Anti-LeY antibody enhances therapeutic efficacy of celecoxib against gastric cancer by downregulation of MAPKs/COX-2 signaling pathway: correlation with clinical study

Introduction: Helicobacter pylori (H. pylori) is a major causative agent for the induction of chronic gastritis, gastric ulcer and gastric cancer. Celecoxib (COX-2 inhibitor) inhibits gastric cancer cell proliferation, but with low treatment efficacy, limiting its applications. It is important to develop a better strategy to improve the efficacy of celecoxib.

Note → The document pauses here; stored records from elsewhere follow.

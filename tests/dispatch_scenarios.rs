// tests/dispatch_scenarios.rs
//
// Timing scenarios for the dispatch engine against a scripted transport.
// Each URL maps to (delay, reply); the transport records calls and attempts
// that were dropped before finishing (i.e. aborted by cancellation).

use async_trait::async_trait;
use parking_lot::Mutex;
use std::collections::HashMap;
use std::sync::Arc;
use std::time::{Duration, Instant};
use tokio_util::sync::CancellationToken;

use quote_dispatch::scrape::parsers::ListItemParser;
use quote_dispatch::{
    AttemptError, Catalog, DispatchSettings, Dispatcher, FetchError, Fetcher, Item, PageFetcher,
    Source,
};

type Reply = Result<String, FetchError>;

#[derive(Default)]
struct Script {
    routes: HashMap<String, (Duration, Reply)>,
    calls: Mutex<Vec<String>>,
    aborted: Mutex<Vec<String>>,
}

impl Script {
    fn route(mut self, url: &str, delay_ms: u64, reply: Reply) -> Self {
        self.routes
            .insert(url.to_string(), (Duration::from_millis(delay_ms), reply));
        self
    }

    fn calls(&self) -> Vec<String> {
        self.calls.lock().clone()
    }

    fn aborted(&self) -> Vec<String> {
        self.aborted.lock().clone()
    }
}

/// Records the URL as aborted unless disarmed.
struct AbortGuard<'a> {
    url: &'a str,
    sink: &'a Mutex<Vec<String>>,
    armed: bool,
}

impl Drop for AbortGuard<'_> {
    fn drop(&mut self) {
        if self.armed {
            self.sink.lock().push(self.url.to_string());
        }
    }
}

#[async_trait]
impl PageFetcher for Script {
    async fn fetch(&self, _scope: &CancellationToken, url: &str) -> Result<String, FetchError> {
        self.calls.lock().push(url.to_string());
        let (delay, reply) = self
            .routes
            .get(url)
            .cloned()
            .unwrap_or((Duration::ZERO, Err(FetchError::Status { code: 404 })));
        let mut guard = AbortGuard {
            url,
            sink: &self.aborted,
            armed: true,
        };
        tokio::time::sleep(delay).await;
        guard.armed = false;
        reply
    }
}

fn page(price: &str) -> Reply {
    Ok(format!(
        "<ul><li>Price: <b>{price}</b></li><li>Date: <b>2024-05-01</b></li></ul>"
    ))
}

fn http500() -> Reply {
    Err(FetchError::Status { code: 500 })
}

fn settings() -> DispatchSettings {
    DispatchSettings {
        fetch_timeout: Duration::from_secs(5),
        shutdown_grace: Duration::from_millis(500),
        shuffle_tasks: true,
    }
}

fn three_scraper_catalog() -> Catalog {
    let p = Arc::new(ListItemParser::default());
    Catalog::new()
        .with_fetcher(Fetcher::new("A", p.clone()))
        .with_fetcher(Fetcher::new("B", p.clone()))
        .with_fetcher(Fetcher::new("C", p))
        .with_item(
            Item::new("id_1", "name1", "isin1")
                .with_source(Source::new("A", "http://q/A/1"))
                .with_source(Source::new("B", "http://q/B/1"))
                .with_source(Source::new("C", "http://q/C/1")),
        )
}

#[tokio::test(flavor = "multi_thread", worker_threads = 4)]
async fn fast_success_wins_and_slow_source_is_cancelled() {
    let script = Arc::new(
        Script::default()
            .route("http://q/A/1", 50, http500())
            .route("http://q/B/1", 80, page("100"))
            .route("http://q/C/1", 500, page("999")),
    );
    let d = Dispatcher::new(script.clone(), settings());

    let t0 = Instant::now();
    let mut run = d.dispatch(Arc::new(three_scraper_catalog()));
    assert_eq!(run.expected(), 1);

    let res = run.recv().await.expect("one resolution");
    let took = t0.elapsed();
    assert!(res.is_success());
    assert_eq!(res.quote().unwrap().price, "100");
    assert_eq!(res.outcome.fetcher, "B");
    assert_eq!(res.discarded.len(), 1);
    assert_eq!(res.discarded[0].fetcher, "A");
    assert!(took >= Duration::from_millis(70), "too early: {took:?}");
    assert!(took < Duration::from_millis(400), "waited for slow source: {took:?}");

    assert!(run.recv().await.is_none());
    run.finish().await;
    assert!(t0.elapsed() < Duration::from_millis(500));
    assert_eq!(script.aborted(), vec!["http://q/C/1".to_string()]);
}

#[tokio::test(flavor = "multi_thread", worker_threads = 4)]
async fn all_failures_resolve_after_last_reporter() {
    let script = Arc::new(
        Script::default()
            .route("http://q/A/1", 50, http500())
            .route("http://q/B/1", 80, http500())
            .route("http://q/C/1", 500, Err(FetchError::Transport("reset".into()))),
    );
    let d = Dispatcher::new(script.clone(), settings());

    let t0 = Instant::now();
    let res = d
        .dispatch(Arc::new(three_scraper_catalog()))
        .collect()
        .await;
    let took = t0.elapsed();

    assert_eq!(res.len(), 1);
    let r = &res[0];
    assert!(!r.is_success());
    assert_eq!(r.outcome.fetcher, "C");
    assert_eq!(
        r.error(),
        Some(&AttemptError::Fetch(FetchError::Transport("reset".into())))
    );
    assert_eq!(r.discarded.len(), 2);
    assert!(took >= Duration::from_millis(480), "resolved too early: {took:?}");
    assert!(script.aborted().is_empty());
}

#[tokio::test]
async fn sources_on_disabled_fetcher_make_item_ineligible() {
    let p = Arc::new(ListItemParser::default());
    let cat = Catalog::new()
        .with_fetcher(Fetcher::new("off", p).disabled())
        .with_item(
            Item::new("id_1", "n", "i")
                .with_source(Source::new("off", "http://q/off/1"))
                .with_source(Source::new("off", "http://q/off/2")),
        );
    let script = Arc::new(Script::default());
    let d = Dispatcher::new(script.clone(), settings());

    let run = d.dispatch(Arc::new(cat));
    assert_eq!(run.expected(), 0);
    assert!(run.collect().await.is_empty());
    assert!(script.calls().is_empty());
}

#[tokio::test(flavor = "multi_thread", worker_threads = 4)]
async fn one_resolution_per_eligible_item() {
    let p = Arc::new(ListItemParser::default());
    let mut cat = Catalog::new()
        .with_fetcher(Fetcher::new("A", p.clone()).with_concurrency(2))
        .with_fetcher(Fetcher::new("B", p.clone()))
        .with_fetcher(Fetcher::new("off", p).disabled());
    let mut script = Script::default();
    for i in 0..12 {
        let a = format!("http://q/A/{i}");
        let b = format!("http://q/B/{i}");
        // Odd items fail on A, every third item fails on B too.
        script = script
            .route(&a, 5 + i, if i % 2 == 1 { http500() } else { page("1") })
            .route(&b, 10, if i % 3 == 0 { http500() } else { page("2") });
        let mut item = Item::new(format!("id_{i}"), "n", "i")
            .with_source(Source::new("A", a))
            .with_source(Source::new("B", b))
            .with_source(Source::new("off", format!("http://q/off/{i}")));
        if i == 11 {
            item = item.disabled();
        }
        cat = cat.with_item(item);
    }
    cat = cat
        .with_item(Item::new("no_sources", "n", "i"))
        .with_item(Item::new("ghost", "n", "i").with_source(Source::new("missing", "http://q/x")));

    let d = Dispatcher::new(Arc::new(script), settings());
    let run = d.dispatch(Arc::new(cat));
    assert_eq!(run.expected(), 11);
    let res = run.collect().await;
    assert_eq!(res.len(), 11);

    let mut ids: Vec<&str> = res.iter().map(|r| r.item_id()).collect();
    ids.sort();
    ids.dedup();
    assert_eq!(ids.len(), 11, "duplicate resolutions");

    for r in &res {
        let i: u64 = r.item_id().trim_start_matches("id_").parse().unwrap();
        let expect_ok = i % 2 == 0 || i % 3 != 0;
        assert_eq!(r.is_success(), expect_ok, "item {i}");
    }
}

#[tokio::test(flavor = "multi_thread", worker_threads = 4)]
async fn root_cancel_closes_stream_promptly() {
    let mut script = Script::default();
    let p = Arc::new(ListItemParser::default());
    let mut cat = Catalog::new().with_fetcher(Fetcher::new("A", p).with_concurrency(4));
    for i in 0..20 {
        let url = format!("http://q/A/{i}");
        script = script.route(&url, 5_000, page("1"));
        cat = cat.with_item(Item::new(format!("id_{i}"), "n", "i").with_source(Source::new("A", url)));
    }
    let script = Arc::new(script);
    let d = Dispatcher::new(script.clone(), settings());

    let parent = CancellationToken::new();
    let mut run = d.dispatch_with_cancel(Arc::new(cat), &parent);
    tokio::time::sleep(Duration::from_millis(50)).await;

    let t0 = Instant::now();
    parent.cancel();
    assert!(run.recv().await.is_none());
    assert!(t0.elapsed() < Duration::from_secs(1));

    let summary = run.shutdown().await.expect("finished within grace");
    assert_eq!(summary.resolved, 0);
    assert!(summary.cancelled);

    // Only the first wave was ever started, and all of it was abandoned.
    let calls = script.calls();
    assert_eq!(calls.len(), 4);
    assert_eq!(script.aborted().len(), 4);
}

#[tokio::test(flavor = "multi_thread", worker_threads = 4)]
async fn dispatch_cancel_does_not_touch_parent() {
    let script = Arc::new(Script::default().route("http://q/A/1", 2_000, page("1")));
    let p = Arc::new(ListItemParser::default());
    let cat = Catalog::new()
        .with_fetcher(Fetcher::new("A", p))
        .with_item(Item::new("id_1", "n", "i").with_source(Source::new("A", "http://q/A/1")));
    let d = Dispatcher::new(script, settings());

    let parent = CancellationToken::new();
    let mut run = d.dispatch_with_cancel(Arc::new(cat), &parent);
    run.cancel();
    assert!(run.recv().await.is_none());
    assert!(run.cancellation_token().is_cancelled());
    assert!(!parent.is_cancelled());
}

#[tokio::test(flavor = "multi_thread", worker_threads = 4)]
async fn slow_fetcher_does_not_starve_the_others() {
    let p = Arc::new(ListItemParser::default());
    let mut cat = Catalog::new()
        .with_fetcher(Fetcher::new("slow", p.clone()))
        .with_fetcher(Fetcher::new("fast", p).with_concurrency(2));
    let mut script = Script::default();
    for i in 0..6 {
        let s = format!("http://q/slow/{i}");
        let f = format!("http://q/fast/{i}");
        script = script.route(&s, 2_000, page("s")).route(&f, 20, page("f"));
        cat = cat.with_item(
            Item::new(format!("id_{i}"), "n", "i")
                .with_source(Source::new("slow", s))
                .with_source(Source::new("fast", f)),
        );
    }
    let d = Dispatcher::new(Arc::new(script), settings());

    let t0 = Instant::now();
    let res = d.dispatch(Arc::new(cat)).collect().await;
    assert_eq!(res.len(), 6);
    assert!(res.iter().all(|r| r.quote().unwrap().price == "f"));
    assert!(t0.elapsed() < Duration::from_millis(1_000), "{:?}", t0.elapsed());
}

#[tokio::test(flavor = "multi_thread", worker_threads = 4)]
async fn hung_source_times_out_per_attempt() {
    let script = Arc::new(
        Script::default()
            .route("http://q/A/1", 10_000, page("late"))
            .route("http://q/B/1", 10_000, page("late")),
    );
    let p = Arc::new(ListItemParser::default());
    let cat = Catalog::new()
        .with_fetcher(Fetcher::new("A", p.clone()))
        .with_fetcher(Fetcher::new("B", p))
        .with_item(
            Item::new("id_1", "n", "i")
                .with_source(Source::new("A", "http://q/A/1"))
                .with_source(Source::new("B", "http://q/B/1")),
        );
    let d = Dispatcher::new(
        script,
        DispatchSettings {
            fetch_timeout: Duration::from_millis(100),
            ..settings()
        },
    );

    let res = d.dispatch(Arc::new(cat)).collect().await;
    assert_eq!(res.len(), 1);
    assert_eq!(res[0].error().unwrap().kind(), "timeout");
    assert_eq!(res[0].discarded[0].error().unwrap().kind(), "timeout");
}

#[tokio::test(flavor = "multi_thread", worker_threads = 4)]
async fn queued_tasks_of_resolved_item_are_skipped() {
    let p = Arc::new(ListItemParser::default());
    let mut item = Item::new("id_1", "n", "i");
    let mut script = Script::default();
    for i in 0..5 {
        let url = format!("http://q/one/{i}");
        script = script.route(&url, 50, page(&i.to_string()));
        item = item.with_source(Source::new("one", url));
    }
    let cat = Catalog::new()
        .with_fetcher(Fetcher::new("one", p))
        .with_item(item);
    let script = Arc::new(script);
    let d = Dispatcher::new(
        script.clone(),
        DispatchSettings {
            shuffle_tasks: false,
            ..settings()
        },
    );

    let mut run = d.dispatch(Arc::new(cat));
    let res = run.recv().await.expect("one resolution");
    assert!(res.is_success());
    assert_eq!(res.outcome.url, "http://q/one/0");
    assert!(res.discarded.is_empty());

    // Stream closes only once every task, skipped ones included, has reported.
    assert!(run.recv().await.is_none());
    let summary = run.finish().await.expect("summary");
    assert_eq!(summary.resolved, 1);

    // The next task may have been dequeued before the scope was cancelled;
    // if so it was aborted, and nothing after it ever reached the transport.
    let calls = script.calls();
    assert!(calls.len() < 5, "queued tasks were fetched: {calls:?}");
    assert_eq!(calls[0], "http://q/one/0");
    for url in &calls[1..] {
        assert!(script.aborted().contains(url), "{url} ran to completion");
    }
}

Lewis Y (LeY) is a difucosylated oligosaccharide, highly expressed in 60–90 % of human epithelial cancers, including gastric cancer. We previously found that H. pylori infection was associated with high level of LeY in gastric cancer. Material and Methods: Herein, we analyzed the correlation between H. pylori and cyclo-oxygenase-2 (COX-2), LeY, gastric markers (CA724 and GRN) in gastric patient’s tissue and serum samples by IHC and ELISA. Furthermore, we treated the primary gastric cancer cells with celecoxib, anti-LeY antibody or the combination, and analyzed their therapeutic efficacy on CA724, GRN and COX-2 expression by Western blot, flow cytometry and ELISA. Results: We found that gastric cancer had significantly high expression of H. pylori, COX-2, CA724, and GRN compared to gastric ulcers and chronic gastritis (P < 0.0001). H. pylori level showed significant correlation with COX-2 (R—0.552), LeY (R—0.861), CA724 (R—0.714) and GRN (R—0.664) (P < 0.0001). Additionally, the combination therapy led to impressive inhibition of gastric cancer cell proliferation, with decreased expression of COX-2, CA724 and GRN through downregulation of MAPKs/COX-2 pathway (P < 0.01). Conclusions: Our findings suggest that anti-LeY antibody enhances the cancer cell proliferation inhibitory effects of celecoxib, which might be a new feasible way for gastric cancer therapy.